→ Assignment: Search the records for the string "Duration". Copy each line where it occurs.

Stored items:
******************************

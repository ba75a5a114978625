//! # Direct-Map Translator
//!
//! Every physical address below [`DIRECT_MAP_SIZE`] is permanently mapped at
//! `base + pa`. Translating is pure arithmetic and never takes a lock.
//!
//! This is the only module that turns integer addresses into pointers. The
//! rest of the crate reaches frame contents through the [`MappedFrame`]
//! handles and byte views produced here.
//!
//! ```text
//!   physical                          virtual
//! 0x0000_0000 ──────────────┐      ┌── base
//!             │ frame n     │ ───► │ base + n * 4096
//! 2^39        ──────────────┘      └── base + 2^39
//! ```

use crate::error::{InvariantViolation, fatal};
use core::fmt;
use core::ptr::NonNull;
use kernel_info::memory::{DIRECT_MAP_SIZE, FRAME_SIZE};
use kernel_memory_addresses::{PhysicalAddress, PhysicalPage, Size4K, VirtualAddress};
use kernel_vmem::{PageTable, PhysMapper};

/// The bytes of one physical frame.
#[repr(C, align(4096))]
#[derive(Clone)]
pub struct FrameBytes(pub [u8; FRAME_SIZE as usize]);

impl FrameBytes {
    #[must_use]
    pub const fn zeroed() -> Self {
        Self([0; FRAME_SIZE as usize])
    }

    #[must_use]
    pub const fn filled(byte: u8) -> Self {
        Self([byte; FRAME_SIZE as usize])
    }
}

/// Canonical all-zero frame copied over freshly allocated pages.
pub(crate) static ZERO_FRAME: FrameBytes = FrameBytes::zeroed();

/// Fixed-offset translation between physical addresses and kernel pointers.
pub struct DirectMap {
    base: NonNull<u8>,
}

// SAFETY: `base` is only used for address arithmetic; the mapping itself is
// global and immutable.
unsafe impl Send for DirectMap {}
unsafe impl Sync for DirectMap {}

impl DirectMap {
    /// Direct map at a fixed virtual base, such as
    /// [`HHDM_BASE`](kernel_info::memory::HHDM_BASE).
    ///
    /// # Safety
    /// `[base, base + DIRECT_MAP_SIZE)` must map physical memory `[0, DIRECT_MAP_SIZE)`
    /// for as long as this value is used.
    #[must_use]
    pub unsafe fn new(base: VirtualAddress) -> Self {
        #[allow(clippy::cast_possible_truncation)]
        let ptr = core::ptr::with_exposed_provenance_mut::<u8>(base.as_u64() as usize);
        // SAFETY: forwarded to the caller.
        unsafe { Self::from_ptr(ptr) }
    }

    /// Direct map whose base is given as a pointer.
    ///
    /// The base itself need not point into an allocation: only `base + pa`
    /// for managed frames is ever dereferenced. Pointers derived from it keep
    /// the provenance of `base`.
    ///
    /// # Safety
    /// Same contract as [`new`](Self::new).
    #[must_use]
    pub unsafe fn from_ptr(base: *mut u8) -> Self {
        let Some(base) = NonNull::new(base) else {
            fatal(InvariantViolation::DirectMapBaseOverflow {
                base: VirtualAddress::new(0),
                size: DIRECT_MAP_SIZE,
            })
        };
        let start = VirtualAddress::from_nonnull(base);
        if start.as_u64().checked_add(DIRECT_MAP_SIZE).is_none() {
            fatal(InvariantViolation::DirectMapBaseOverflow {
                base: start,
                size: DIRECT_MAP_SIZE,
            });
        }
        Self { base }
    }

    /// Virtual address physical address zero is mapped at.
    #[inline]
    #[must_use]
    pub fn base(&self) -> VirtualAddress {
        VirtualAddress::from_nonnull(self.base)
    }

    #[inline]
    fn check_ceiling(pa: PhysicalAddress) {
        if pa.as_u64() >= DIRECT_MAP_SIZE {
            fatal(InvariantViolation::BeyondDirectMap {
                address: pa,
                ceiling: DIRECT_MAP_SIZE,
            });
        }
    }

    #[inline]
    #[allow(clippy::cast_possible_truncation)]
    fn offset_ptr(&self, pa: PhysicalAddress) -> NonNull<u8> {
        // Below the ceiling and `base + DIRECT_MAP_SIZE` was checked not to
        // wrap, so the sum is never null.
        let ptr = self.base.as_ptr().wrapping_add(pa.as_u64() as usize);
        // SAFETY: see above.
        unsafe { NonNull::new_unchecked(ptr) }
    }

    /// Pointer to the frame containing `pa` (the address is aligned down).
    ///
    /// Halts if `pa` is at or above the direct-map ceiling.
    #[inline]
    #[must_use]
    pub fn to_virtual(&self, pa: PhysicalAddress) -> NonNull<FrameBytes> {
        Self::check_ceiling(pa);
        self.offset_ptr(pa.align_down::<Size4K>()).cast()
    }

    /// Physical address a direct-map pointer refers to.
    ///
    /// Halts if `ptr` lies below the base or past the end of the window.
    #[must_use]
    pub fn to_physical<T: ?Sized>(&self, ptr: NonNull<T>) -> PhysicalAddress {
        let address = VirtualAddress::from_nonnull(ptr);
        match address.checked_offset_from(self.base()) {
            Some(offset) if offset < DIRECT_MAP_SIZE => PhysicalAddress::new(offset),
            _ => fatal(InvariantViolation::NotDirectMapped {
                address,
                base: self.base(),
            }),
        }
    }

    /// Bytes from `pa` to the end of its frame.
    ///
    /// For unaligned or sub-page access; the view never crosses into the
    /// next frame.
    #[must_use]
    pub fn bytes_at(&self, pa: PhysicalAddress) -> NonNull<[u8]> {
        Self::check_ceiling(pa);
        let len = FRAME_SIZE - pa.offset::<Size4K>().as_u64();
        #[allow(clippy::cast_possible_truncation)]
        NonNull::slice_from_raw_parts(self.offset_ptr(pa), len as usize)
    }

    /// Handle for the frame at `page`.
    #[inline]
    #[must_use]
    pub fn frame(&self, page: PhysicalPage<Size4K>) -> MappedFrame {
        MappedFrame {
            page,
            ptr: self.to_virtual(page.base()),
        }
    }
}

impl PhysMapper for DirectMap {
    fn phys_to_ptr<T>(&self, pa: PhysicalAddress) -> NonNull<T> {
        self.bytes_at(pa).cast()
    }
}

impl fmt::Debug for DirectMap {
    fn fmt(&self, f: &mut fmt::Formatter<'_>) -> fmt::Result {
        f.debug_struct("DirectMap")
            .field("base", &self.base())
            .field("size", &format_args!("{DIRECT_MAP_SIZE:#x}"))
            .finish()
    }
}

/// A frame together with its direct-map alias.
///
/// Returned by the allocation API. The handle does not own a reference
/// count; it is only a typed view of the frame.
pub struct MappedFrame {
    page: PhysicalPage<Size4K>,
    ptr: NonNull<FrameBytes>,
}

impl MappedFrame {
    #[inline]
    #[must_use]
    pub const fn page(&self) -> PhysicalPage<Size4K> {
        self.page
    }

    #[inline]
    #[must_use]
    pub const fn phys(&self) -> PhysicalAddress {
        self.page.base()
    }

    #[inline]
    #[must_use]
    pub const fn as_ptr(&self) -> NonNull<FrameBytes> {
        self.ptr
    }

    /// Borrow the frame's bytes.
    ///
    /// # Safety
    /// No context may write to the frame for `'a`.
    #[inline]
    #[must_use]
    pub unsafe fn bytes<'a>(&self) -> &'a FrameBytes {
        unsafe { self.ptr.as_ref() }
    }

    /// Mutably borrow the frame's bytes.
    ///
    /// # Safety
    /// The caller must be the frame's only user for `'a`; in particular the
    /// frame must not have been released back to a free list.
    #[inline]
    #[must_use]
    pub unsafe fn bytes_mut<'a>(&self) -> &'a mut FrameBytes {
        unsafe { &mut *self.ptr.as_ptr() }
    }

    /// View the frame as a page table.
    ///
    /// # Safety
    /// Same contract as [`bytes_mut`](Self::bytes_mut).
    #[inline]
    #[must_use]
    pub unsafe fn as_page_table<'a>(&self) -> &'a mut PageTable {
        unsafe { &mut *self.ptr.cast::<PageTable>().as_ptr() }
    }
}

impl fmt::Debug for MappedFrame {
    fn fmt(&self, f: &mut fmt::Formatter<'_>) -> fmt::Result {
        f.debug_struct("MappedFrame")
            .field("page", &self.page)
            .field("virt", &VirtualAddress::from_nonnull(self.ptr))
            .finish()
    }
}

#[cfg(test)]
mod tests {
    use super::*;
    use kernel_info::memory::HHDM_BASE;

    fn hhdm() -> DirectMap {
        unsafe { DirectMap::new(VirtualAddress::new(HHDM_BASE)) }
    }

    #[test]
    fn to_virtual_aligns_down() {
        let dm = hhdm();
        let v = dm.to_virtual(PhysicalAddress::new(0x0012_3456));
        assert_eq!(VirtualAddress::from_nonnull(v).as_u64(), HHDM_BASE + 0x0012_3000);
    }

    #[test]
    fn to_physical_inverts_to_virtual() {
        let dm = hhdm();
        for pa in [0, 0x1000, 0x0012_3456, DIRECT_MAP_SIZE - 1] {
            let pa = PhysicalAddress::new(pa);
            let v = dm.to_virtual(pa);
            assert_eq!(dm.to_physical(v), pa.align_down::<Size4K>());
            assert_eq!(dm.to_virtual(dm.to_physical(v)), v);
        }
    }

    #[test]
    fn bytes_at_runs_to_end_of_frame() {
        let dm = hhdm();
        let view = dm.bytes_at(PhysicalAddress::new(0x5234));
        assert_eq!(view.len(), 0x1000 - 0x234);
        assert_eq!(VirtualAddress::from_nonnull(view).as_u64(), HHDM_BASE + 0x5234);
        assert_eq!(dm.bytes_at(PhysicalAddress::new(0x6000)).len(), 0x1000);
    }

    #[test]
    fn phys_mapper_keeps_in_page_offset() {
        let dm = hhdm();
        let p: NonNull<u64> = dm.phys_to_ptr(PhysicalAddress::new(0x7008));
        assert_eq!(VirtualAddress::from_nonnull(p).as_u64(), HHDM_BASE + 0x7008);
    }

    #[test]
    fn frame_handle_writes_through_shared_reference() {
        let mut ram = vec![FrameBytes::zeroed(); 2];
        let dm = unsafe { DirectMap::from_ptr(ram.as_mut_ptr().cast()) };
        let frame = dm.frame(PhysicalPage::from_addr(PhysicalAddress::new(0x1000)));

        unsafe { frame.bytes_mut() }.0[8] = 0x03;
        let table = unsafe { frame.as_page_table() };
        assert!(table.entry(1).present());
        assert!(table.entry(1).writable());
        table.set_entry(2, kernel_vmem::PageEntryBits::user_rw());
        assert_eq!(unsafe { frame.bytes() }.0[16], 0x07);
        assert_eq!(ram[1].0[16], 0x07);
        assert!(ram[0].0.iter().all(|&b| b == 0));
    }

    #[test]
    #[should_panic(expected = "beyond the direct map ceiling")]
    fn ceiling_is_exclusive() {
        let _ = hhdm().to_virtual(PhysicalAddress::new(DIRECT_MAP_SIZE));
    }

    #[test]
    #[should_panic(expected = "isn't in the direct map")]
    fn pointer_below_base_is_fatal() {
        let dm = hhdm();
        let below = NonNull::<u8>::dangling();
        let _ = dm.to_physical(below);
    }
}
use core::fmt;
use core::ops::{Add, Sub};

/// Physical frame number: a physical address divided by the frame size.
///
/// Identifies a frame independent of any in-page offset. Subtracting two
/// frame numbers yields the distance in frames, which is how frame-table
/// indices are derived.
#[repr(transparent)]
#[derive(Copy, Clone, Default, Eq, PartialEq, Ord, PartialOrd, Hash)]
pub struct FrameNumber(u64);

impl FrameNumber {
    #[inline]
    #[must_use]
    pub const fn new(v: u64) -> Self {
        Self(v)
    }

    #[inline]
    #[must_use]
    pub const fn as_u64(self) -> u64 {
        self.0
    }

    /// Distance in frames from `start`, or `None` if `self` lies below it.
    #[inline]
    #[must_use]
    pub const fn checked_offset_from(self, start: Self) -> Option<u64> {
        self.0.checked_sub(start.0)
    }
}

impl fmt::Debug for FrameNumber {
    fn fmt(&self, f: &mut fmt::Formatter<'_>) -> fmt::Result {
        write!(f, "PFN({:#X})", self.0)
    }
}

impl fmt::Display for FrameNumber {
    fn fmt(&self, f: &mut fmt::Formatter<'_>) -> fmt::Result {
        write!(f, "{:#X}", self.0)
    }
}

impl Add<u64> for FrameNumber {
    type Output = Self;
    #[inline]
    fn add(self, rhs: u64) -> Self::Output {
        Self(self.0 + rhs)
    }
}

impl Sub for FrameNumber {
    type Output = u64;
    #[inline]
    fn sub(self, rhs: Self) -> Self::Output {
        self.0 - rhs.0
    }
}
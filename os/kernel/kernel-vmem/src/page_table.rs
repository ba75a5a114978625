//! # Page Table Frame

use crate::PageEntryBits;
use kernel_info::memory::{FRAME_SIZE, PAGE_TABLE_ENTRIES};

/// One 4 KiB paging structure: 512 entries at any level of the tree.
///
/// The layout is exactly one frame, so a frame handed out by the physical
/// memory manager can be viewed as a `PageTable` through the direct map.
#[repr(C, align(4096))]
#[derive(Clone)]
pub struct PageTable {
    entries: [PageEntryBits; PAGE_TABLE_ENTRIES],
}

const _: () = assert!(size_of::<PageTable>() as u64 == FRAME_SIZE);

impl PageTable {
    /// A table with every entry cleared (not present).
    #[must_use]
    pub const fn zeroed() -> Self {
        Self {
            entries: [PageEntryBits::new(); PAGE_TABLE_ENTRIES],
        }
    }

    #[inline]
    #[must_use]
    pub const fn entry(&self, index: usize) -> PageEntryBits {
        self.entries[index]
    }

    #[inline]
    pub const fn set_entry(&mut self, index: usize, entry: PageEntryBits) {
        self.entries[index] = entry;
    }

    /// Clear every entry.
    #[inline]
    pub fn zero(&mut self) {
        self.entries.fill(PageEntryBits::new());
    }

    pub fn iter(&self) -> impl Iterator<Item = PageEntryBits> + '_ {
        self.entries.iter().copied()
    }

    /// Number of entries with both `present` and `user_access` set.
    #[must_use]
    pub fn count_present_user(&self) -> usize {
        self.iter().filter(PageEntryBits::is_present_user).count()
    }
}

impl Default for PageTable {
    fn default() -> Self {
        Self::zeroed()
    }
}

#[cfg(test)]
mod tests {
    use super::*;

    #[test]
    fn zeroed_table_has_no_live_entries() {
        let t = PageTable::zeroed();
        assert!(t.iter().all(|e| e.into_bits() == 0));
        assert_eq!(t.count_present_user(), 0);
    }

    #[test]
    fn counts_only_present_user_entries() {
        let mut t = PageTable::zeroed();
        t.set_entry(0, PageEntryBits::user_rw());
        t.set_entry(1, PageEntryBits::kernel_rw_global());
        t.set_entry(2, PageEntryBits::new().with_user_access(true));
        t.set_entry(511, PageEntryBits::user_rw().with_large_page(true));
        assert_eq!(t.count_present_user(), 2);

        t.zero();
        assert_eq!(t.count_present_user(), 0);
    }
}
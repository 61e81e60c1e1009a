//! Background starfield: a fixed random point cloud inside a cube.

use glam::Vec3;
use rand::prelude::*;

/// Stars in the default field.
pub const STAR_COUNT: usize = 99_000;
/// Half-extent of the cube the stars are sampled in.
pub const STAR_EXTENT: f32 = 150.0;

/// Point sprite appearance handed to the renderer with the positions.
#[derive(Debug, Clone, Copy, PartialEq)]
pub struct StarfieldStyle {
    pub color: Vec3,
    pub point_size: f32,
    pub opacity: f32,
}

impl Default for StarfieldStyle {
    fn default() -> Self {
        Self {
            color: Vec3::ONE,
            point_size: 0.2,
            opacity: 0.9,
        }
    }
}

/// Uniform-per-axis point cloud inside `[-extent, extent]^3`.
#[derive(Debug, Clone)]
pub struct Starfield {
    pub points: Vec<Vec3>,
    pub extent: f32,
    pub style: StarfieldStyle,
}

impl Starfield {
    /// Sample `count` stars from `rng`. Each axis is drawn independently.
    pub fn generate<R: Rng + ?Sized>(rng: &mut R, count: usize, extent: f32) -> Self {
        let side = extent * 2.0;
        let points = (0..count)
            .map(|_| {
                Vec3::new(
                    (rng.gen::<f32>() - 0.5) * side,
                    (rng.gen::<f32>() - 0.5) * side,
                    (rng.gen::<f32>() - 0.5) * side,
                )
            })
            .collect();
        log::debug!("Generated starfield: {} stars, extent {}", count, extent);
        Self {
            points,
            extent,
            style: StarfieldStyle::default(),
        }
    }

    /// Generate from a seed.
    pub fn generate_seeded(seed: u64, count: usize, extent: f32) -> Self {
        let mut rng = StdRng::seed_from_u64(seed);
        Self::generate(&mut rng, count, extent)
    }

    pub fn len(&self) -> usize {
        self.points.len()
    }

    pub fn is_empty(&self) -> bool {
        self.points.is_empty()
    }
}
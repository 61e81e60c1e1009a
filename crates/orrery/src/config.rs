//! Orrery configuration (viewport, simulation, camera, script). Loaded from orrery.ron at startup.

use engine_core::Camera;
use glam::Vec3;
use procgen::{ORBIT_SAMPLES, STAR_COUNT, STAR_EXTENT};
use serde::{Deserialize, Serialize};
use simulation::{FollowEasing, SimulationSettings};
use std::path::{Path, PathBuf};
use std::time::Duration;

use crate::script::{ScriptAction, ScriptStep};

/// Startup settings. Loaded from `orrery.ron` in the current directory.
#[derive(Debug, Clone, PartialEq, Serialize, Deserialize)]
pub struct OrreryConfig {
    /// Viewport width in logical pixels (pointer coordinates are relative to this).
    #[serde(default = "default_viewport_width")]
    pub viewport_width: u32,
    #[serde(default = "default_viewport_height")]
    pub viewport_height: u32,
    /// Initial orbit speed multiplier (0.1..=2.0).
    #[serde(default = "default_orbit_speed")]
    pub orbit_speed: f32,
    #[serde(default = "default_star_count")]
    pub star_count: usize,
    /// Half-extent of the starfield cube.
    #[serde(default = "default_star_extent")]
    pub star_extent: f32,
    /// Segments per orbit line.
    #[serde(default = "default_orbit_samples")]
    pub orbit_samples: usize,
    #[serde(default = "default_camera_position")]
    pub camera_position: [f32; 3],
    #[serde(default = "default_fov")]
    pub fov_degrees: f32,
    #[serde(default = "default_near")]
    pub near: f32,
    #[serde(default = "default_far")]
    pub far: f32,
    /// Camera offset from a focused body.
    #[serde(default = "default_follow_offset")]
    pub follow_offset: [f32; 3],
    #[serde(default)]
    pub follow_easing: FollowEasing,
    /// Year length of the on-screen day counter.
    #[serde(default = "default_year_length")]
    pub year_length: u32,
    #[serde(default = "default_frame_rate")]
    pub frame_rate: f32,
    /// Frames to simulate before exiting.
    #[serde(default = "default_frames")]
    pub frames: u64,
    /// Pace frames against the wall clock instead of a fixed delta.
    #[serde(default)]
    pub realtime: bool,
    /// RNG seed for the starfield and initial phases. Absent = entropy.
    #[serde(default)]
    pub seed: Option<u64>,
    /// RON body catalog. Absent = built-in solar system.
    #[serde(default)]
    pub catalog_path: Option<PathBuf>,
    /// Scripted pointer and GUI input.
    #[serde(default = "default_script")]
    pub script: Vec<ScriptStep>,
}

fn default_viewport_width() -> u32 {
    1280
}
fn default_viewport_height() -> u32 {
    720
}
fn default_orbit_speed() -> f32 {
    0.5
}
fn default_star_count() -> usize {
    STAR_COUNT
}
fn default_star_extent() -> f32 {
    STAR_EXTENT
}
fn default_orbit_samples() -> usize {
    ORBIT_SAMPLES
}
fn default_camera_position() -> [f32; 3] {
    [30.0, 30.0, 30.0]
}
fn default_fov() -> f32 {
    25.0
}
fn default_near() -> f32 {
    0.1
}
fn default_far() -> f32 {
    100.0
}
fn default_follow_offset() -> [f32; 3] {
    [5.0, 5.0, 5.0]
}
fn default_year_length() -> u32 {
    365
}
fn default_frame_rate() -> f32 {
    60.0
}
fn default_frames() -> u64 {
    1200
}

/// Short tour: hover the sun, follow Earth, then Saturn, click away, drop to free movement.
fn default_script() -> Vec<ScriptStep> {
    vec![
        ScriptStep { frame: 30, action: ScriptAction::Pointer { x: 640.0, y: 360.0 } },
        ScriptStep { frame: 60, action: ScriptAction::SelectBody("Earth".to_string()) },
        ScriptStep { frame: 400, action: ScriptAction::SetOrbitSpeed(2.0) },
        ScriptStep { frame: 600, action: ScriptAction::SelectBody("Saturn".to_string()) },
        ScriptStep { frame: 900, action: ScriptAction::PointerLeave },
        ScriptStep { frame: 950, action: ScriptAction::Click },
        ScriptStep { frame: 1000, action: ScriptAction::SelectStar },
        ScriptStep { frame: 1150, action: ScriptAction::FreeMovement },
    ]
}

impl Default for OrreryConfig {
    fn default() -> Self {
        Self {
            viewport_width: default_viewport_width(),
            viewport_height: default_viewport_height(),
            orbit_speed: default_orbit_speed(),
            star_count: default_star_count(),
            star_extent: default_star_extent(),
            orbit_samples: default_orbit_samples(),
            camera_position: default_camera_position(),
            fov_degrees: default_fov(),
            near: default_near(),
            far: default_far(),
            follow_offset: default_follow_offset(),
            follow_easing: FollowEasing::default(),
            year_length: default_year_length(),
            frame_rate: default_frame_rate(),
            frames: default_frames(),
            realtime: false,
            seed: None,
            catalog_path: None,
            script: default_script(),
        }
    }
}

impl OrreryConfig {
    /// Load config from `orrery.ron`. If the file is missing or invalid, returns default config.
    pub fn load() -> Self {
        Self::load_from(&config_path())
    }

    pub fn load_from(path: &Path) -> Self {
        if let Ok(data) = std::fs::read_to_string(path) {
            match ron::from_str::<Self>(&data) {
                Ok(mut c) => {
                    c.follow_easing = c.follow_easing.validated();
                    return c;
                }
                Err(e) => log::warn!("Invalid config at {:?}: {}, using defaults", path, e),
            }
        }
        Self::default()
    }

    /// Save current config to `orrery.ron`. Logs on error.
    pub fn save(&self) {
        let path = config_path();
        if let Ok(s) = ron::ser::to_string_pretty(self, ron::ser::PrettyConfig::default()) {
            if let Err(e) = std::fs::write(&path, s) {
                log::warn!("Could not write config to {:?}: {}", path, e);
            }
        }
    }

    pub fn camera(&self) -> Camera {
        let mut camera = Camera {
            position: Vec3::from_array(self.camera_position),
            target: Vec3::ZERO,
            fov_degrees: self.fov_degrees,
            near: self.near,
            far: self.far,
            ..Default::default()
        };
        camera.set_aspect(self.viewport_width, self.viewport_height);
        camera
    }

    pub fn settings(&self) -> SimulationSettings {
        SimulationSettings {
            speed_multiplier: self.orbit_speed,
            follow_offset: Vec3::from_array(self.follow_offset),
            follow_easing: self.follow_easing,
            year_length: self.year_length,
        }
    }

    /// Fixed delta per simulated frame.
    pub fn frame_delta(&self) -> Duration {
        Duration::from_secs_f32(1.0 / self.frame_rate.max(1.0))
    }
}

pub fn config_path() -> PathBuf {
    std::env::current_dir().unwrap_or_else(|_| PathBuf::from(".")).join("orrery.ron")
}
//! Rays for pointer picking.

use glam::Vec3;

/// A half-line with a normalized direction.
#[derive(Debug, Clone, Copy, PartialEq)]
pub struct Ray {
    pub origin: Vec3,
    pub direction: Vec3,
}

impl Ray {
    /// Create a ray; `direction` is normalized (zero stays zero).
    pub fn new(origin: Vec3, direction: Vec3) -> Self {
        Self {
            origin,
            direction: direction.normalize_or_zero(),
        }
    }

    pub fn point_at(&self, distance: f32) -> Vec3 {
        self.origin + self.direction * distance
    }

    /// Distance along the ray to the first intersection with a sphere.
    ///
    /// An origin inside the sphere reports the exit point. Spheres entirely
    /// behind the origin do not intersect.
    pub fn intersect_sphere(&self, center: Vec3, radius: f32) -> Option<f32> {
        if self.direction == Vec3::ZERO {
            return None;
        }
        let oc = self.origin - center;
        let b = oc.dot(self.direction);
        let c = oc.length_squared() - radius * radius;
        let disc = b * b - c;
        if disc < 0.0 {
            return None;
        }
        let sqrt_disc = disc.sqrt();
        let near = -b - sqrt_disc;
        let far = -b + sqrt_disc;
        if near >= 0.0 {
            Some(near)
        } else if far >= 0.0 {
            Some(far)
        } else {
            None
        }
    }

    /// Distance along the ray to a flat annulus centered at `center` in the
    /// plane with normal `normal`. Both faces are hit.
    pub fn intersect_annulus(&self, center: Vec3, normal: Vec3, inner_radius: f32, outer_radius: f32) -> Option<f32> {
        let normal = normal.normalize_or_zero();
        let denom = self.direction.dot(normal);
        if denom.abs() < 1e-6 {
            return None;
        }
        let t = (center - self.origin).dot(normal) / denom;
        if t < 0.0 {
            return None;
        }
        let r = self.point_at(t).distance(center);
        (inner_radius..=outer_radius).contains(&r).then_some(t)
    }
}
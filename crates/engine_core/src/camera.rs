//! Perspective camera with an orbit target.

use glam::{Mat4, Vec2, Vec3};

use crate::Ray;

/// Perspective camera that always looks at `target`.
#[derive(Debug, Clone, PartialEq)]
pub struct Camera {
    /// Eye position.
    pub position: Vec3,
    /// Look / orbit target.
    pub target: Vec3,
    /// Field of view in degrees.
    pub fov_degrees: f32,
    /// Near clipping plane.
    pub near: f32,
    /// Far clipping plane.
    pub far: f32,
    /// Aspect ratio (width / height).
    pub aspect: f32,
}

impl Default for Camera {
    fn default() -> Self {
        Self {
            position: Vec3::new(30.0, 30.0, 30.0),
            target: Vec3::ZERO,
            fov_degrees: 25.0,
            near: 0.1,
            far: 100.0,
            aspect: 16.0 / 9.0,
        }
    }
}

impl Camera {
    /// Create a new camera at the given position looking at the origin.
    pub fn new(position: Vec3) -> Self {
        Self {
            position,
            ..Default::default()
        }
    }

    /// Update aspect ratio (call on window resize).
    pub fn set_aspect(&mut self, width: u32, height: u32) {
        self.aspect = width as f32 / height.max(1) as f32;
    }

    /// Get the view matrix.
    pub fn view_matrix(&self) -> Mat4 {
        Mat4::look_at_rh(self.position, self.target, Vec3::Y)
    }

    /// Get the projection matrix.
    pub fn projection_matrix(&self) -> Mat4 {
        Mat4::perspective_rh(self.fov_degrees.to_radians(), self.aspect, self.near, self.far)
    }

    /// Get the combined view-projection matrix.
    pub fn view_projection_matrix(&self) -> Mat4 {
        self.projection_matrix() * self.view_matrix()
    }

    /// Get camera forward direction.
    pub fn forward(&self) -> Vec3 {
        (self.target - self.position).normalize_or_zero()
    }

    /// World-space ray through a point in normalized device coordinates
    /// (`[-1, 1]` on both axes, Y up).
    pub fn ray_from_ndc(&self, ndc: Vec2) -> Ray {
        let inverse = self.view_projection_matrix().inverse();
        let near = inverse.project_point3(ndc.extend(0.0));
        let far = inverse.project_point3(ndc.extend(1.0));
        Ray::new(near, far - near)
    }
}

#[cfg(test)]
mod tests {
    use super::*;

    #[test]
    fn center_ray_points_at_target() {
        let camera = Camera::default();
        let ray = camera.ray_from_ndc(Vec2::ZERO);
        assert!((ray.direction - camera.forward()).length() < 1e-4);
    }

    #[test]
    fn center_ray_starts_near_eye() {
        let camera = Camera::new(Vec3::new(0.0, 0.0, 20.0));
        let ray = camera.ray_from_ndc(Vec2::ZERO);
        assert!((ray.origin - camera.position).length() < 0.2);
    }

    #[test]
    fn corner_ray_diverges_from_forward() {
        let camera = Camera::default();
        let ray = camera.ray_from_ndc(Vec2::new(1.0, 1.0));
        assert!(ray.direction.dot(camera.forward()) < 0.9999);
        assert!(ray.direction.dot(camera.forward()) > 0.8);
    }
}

******************************

→ Result of the task:
use std::time::Duration;
    pub fn frame_delta(&self) -> Duration {
        Duration::from_secs_f32(1.0 / self.frame_rate.max(1.0))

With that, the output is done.